Research agenda for future COVID‐19 vaccine studies in RMD patients proposed by the task force*
| Conduct clinical efficacy and laboratory‐based immunogenicity studies in RMD patients following vaccination, especially for AIIRD patients receiving certain immunomodulatory therapies (e.g., methotrexate, abatacept, JAK inhibitors, rituximab, mycophenolate, GCs). |
| Optimize response to primary vaccination and supplemental/booster dose by considering timing related to intentional short‐term cessation of certain immunomodulatory therapies (e.g., methotrexate, subcutaneous abatacept, JAK inhibitors, mycophenolate mofetil) to optimize vaccine response. |
| Evaluate risk of disease flare, disease worsening, and systemic reactogenicity following COVID‐19 vaccination in RMD patients, by disease and in relation to background immunomodulatory therapies. |
| Directly compare vaccines and vaccine platforms for the above efficacy, immunogenicity, and safety outcomes: notable given the potential for some COVID‐19 vaccines to achieve the minimum threshold for the FDA's EUA yet have seemingly lower vaccine efficacy based on large clinical trials in non‐RMD patients. |
| Long‐term follow‐up for durability and magnitude of vaccine protection in relation to various immunomodulatory medications, and as new SARS–CoV‐2 strains emerge. |
| Assess benefits and timing of additional COVID‐19 vaccine administration (i.e., booster doses). |
| Generate real‐world evidence (e.g., large pragmatic trial or observational studies) embedded in routine clinical practice to study the above topics, especially to promote large‐scale safety surveillance. |
| Establish a biorepository with associated clinical data infrastructure to facilitate future COVID‐19 (and possibly other) vaccine‐related research in RMD patients, considering the future potential to identify laboratory‐based correlates of protection relevant for individual patients. |
| Identify laboratory‐based serologic testing to identify patients with a suboptimal response to COVID‐19 vaccination who might be candidates for a booster dose or need to repeat the vaccination series. |
| Evaluate the impact of coadministration of the COVID‐19 vaccine given concurrently with other, non–live‐virus vaccines (e.g., shingles, influenza, pneumococcal) on vaccine immunogenicity and tolerability. |
| Optimize approaches to address vaccine hesitancy for high‐risk RMD patients who are reticent or unwilling to undergo vaccination, with particular attention to vulnerable populations (e.g., underrepresented racial/ethnic groups). |
| Identify COVID‐19 vaccine–induced immune parameters (immunogen‐specific neutralizing antibody levels, total immunogen‐specific antibody levels or isotypes, T cell immunity, innate immunity) or host determinants that are predictive of successful host response to vaccine, as reflected by protection from infection or mitigation of morbidity during subsequent infection. |
| Conduct large epidemiology studies of COVID‐19 outcomes (e.g., using large administrative databases of health plans, electronic health record data [e.g., the ACR RISE registry], or other data sources or methods) and examine the role of AIIRD disease features, treatments, and vaccination.
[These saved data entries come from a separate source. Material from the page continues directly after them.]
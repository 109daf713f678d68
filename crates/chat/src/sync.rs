use std::fmt;
use std::sync::Arc;

use bubble_storage::SessionId;
use serde_json::Value;
use tokio::sync::mpsc;
use tokio::task::JoinHandle;

use crate::error::ChatResult;
use crate::events::{LoopEvent, SessionGeneration, SubscriptionTag};
use crate::message::{Message, MessageType, Payload, Role, Timestamp};
use crate::remote::{ChangeEvent, ChangeFeed, ChangeKind, SubscriptionHandle};
use crate::store::{Flag, SessionStore};

/// Reason a change notification could not be folded.
#[derive(Debug, Clone, PartialEq, Eq)]
pub enum MalformedChange {
    MissingMessages,
    EmptyMessages,
    MissingTimestamp,
    UndecodableMessage(String),
}

impl fmt::Display for MalformedChange {
    fn fmt(&self, formatter: &mut fmt::Formatter<'_>) -> fmt::Result {
        match self {
            Self::MissingMessages => formatter.write_str("document has no message list"),
            Self::EmptyMessages => formatter.write_str("document message list is empty"),
            Self::MissingTimestamp => formatter.write_str("last message has no usable timestamp"),
            Self::UndecodableMessage(details) => {
                write!(formatter, "last message cannot be decoded: {details}")
            }
        }
    }
}

/// What folding one change did to the store.
#[derive(Debug, Clone, PartialEq, Eq)]
pub enum SyncOutcome {
    Appended,
    IgnoredKind(ChangeKind),
    IgnoredRole(Role),
    /// Same reply re-emitted by a metadata-only document update.
    Duplicate,
    Malformed(MalformedChange),
}

/// Decodes the last message of a session document, normalizing its timestamp.
pub fn decode_last_message(document: &Value) -> Result<Message, MalformedChange> {
    let messages = document
        .get("messages")
        .and_then(Value::as_array)
        .ok_or(MalformedChange::MissingMessages)?;
    let last = messages.last().ok_or(MalformedChange::EmptyMessages)?;

    let timestamp = last
        .get("timestamp")
        .and_then(Timestamp::from_remote)
        .ok_or(MalformedChange::MissingTimestamp)?;

    let role = last
        .get("role")
        .cloned()
        .ok_or_else(|| MalformedChange::UndecodableMessage("missing role".to_string()))
        .and_then(|raw| {
            serde_json::from_value::<Role>(raw)
                .map_err(|error| MalformedChange::UndecodableMessage(error.to_string()))
        })?;
    let message_type = match last.get("type") {
        Some(raw) => serde_json::from_value::<MessageType>(raw.clone()).ok(),
        None => None,
    };
    let payload = match last.get("payload") {
        Some(raw) => serde_json::from_value::<Payload>(raw.clone())
            .map_err(|error| MalformedChange::UndecodableMessage(error.to_string()))?,
        None => Payload::default(),
    };

    Ok(Message {
        role,
        message_type,
        payload,
        timestamp: Some(timestamp),
    })
}

/// Folds one change notification into the store.
///
/// Only `modified` documents whose newest message came from the assistant append
/// anything; that append also clears the typing indicator.
pub fn fold_change(store: &mut SessionStore, event: &ChangeEvent) -> SyncOutcome {
    if event.kind != ChangeKind::Modified {
        return SyncOutcome::IgnoredKind(event.kind);
    }

    let message = match decode_last_message(&event.document) {
        Ok(message) => message,
        Err(reason) => return SyncOutcome::Malformed(reason),
    };

    if message.role != Role::Ai {
        return SyncOutcome::IgnoredRole(message.role);
    }

    let already_folded = store
        .messages()
        .iter()
        .rev()
        .find(|existing| existing.role == Role::Ai)
        .is_some_and(|existing| existing.timestamp == message.timestamp);
    if already_folded {
        return SyncOutcome::Duplicate;
    }

    store.append(message);
    store.set_flag(Flag::Typing, false);
    SyncOutcome::Appended
}

struct ActiveSubscription {
    session_id: SessionId,
    tag: SubscriptionTag,
    handle: Option<SubscriptionHandle>,
    forwarder: JoinHandle<()>,
}

impl Drop for ActiveSubscription {
    fn drop(&mut self) {
        if let Some(handle) = self.handle.take() {
            handle.unsubscribe();
        }
        self.forwarder.abort();
    }
}

/// Owns the single change-feed subscription of the active session.
pub struct RemoteSyncListener {
    feed: Arc<dyn ChangeFeed>,
    active: Option<ActiveSubscription>,
    next_serial: u64,
}

impl RemoteSyncListener {
    pub fn new(feed: Arc<dyn ChangeFeed>) -> Self {
        Self {
            feed,
            active: None,
            next_serial: 1,
        }
    }

    /// Subscribes to `session_id`, forwarding items into `sink`.
    ///
    /// Returns `false` when that id is already subscribed in the same generation.
    /// Any other live subscription is released first.
    pub fn start(
        &mut self,
        session_id: &SessionId,
        generation: SessionGeneration,
        sink: &mpsc::UnboundedSender<LoopEvent>,
    ) -> ChatResult<bool> {
        if let Some(active) = &self.active
            && active.session_id == *session_id
            && active.tag.generation == generation
        {
            tracing::debug!(session_id = %session_id, "change feed already subscribed");
            return Ok(false);
        }

        self.stop();

        let (mut events, handle) = self.feed.subscribe(session_id)?.into_parts();
        let tag = SubscriptionTag {
            generation,
            serial: self.next_serial,
        };
        self.next_serial = self.next_serial.wrapping_add(1);

        let sink = sink.clone();
        let forwarder = tokio::spawn(async move {
            while let Some(item) = events.recv().await {
                if sink.send(LoopEvent::Feed { tag, item }).is_err() {
                    return;
                }
            }
            let _ = sink.send(LoopEvent::FeedClosed { tag });
        });

        tracing::info!(session_id = %session_id, serial = tag.serial, "subscribed to change feed");
        self.active = Some(ActiveSubscription {
            session_id: session_id.clone(),
            tag,
            handle: Some(handle),
            forwarder,
        });
        Ok(true)
    }

    /// Releases the live subscription, if any.
    pub fn stop(&mut self) {
        if let Some(active) = self.active.take() {
            tracing::info!(session_id = %active.session_id, "released change feed subscription");
        }
    }

    pub fn is_current(&self, tag: SubscriptionTag) -> bool {
        self.active.as_ref().is_some_and(|active| active.tag == tag)
    }

    pub fn session_id(&self) -> Option<&SessionId> {
        self.active.as_ref().map(|active| &active.session_id)
    }

    pub fn is_active(&self) -> bool {
        self.active.is_some()
    }
}

impl Drop for RemoteSyncListener {
    fn drop(&mut self) {
        self.stop();
    }
}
While risk factors for incident disease may be shaped by confounding and unmeasured variability in exposure, examining outcomes conditioning on incident COVID‐19 diagnosis may be more fruitful. |
RMD = rheumatic and musculoskeletal disease; AIIRD = autoimmune and inflammatory rheumatic disease; GCs = glucocorticoids; FDA = US Food and Drug Administration; EUA = Emergency Use Authorization; ACR = American College of Rheumatology; RISE = Rheumatology Informatics System for Effectiveness.